**Requirement**
Show all lines of the entries in which the word "DateTime" is found.

**Supplied records**
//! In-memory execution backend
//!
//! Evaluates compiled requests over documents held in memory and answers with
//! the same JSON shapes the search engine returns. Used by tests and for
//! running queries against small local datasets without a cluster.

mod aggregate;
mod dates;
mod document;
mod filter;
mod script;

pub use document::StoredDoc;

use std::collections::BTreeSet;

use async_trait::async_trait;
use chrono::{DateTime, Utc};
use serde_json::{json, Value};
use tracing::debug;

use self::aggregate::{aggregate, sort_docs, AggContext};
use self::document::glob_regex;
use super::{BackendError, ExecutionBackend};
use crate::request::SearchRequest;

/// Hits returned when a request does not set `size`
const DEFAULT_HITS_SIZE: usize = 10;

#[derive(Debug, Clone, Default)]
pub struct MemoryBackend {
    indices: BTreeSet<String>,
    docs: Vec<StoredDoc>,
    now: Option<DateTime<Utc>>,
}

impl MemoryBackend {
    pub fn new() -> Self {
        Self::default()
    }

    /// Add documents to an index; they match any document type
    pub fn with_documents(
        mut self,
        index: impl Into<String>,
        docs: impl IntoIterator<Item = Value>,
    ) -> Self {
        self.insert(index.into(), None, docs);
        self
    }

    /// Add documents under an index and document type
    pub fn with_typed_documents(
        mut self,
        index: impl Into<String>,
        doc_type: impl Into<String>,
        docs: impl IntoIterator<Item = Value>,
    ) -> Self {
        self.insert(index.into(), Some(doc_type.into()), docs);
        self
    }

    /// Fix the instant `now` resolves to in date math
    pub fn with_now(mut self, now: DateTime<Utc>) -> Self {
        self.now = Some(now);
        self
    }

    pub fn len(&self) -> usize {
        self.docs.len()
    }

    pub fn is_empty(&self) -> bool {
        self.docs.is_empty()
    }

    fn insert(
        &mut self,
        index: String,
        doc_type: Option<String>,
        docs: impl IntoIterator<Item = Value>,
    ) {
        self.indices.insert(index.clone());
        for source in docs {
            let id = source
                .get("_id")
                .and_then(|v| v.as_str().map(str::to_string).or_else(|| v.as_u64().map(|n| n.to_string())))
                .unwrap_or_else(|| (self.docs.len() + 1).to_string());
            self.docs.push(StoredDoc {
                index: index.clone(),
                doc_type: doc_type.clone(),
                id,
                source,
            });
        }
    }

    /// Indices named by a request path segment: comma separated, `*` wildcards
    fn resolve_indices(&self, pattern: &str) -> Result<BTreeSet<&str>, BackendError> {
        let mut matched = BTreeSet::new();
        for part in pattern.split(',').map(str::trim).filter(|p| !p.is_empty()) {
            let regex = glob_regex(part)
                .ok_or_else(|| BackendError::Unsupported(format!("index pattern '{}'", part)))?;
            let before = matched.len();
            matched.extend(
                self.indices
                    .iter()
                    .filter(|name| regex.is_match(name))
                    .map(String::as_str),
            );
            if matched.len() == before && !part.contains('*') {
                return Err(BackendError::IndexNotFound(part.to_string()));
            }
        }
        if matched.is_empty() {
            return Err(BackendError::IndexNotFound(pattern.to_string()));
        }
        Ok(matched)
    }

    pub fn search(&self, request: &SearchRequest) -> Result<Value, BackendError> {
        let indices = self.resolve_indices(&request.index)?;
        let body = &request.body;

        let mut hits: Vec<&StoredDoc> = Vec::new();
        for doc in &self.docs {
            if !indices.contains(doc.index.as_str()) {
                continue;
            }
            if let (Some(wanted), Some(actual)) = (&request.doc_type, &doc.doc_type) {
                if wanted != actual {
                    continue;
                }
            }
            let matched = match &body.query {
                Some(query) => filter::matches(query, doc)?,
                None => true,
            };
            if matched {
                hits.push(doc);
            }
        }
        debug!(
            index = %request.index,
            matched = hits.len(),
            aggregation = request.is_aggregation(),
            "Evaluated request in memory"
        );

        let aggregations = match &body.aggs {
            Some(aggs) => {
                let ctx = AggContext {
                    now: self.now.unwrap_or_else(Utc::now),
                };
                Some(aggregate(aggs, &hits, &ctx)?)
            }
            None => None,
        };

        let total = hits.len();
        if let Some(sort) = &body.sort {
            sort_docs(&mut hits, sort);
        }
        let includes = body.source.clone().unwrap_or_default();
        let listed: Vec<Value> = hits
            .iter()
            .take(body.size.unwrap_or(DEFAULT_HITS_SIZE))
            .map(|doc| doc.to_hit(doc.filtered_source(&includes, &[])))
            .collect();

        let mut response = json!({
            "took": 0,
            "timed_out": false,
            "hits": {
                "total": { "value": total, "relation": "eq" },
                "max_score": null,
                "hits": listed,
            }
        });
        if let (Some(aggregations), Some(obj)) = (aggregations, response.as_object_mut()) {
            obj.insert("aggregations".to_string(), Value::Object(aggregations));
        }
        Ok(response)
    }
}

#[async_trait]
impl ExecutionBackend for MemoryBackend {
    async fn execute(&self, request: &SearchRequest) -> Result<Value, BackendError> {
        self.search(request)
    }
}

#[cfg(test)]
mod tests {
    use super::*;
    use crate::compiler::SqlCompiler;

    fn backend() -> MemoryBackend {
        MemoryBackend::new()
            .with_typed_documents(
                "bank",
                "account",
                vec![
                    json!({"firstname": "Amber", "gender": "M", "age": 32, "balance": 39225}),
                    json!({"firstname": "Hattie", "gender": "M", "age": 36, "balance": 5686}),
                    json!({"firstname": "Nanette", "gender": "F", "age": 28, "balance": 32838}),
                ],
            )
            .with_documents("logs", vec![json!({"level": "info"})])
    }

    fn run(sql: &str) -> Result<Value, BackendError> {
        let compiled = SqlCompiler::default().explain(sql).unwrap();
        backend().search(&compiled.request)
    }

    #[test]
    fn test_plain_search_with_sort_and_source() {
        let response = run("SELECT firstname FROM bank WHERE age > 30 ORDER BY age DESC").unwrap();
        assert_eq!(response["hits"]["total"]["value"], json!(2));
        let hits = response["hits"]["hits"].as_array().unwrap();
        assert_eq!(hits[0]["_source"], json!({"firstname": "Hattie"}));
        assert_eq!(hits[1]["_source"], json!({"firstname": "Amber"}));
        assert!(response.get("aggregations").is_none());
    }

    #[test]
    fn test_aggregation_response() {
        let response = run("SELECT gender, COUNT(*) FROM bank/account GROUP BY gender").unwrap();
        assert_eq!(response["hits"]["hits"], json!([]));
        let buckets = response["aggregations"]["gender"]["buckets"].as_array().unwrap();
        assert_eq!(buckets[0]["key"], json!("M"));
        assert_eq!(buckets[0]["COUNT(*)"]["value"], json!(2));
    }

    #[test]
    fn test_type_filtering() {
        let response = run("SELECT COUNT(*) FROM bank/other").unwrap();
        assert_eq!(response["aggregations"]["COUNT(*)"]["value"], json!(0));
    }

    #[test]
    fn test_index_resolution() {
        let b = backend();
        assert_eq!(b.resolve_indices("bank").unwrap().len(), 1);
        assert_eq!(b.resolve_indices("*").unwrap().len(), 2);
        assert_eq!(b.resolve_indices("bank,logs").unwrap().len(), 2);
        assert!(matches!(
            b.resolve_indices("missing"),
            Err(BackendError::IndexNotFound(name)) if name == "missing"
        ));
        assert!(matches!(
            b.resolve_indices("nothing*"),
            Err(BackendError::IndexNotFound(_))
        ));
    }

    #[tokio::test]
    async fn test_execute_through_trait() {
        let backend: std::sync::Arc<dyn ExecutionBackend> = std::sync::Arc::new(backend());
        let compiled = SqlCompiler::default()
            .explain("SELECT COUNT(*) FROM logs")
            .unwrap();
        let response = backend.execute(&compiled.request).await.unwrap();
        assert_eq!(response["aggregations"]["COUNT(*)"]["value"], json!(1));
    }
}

**Solved problem**
use chrono::{DateTime, Utc};
    now: Option<DateTime<Utc>>,
    pub fn with_now(mut self, now: DateTime<Utc>) -> Self {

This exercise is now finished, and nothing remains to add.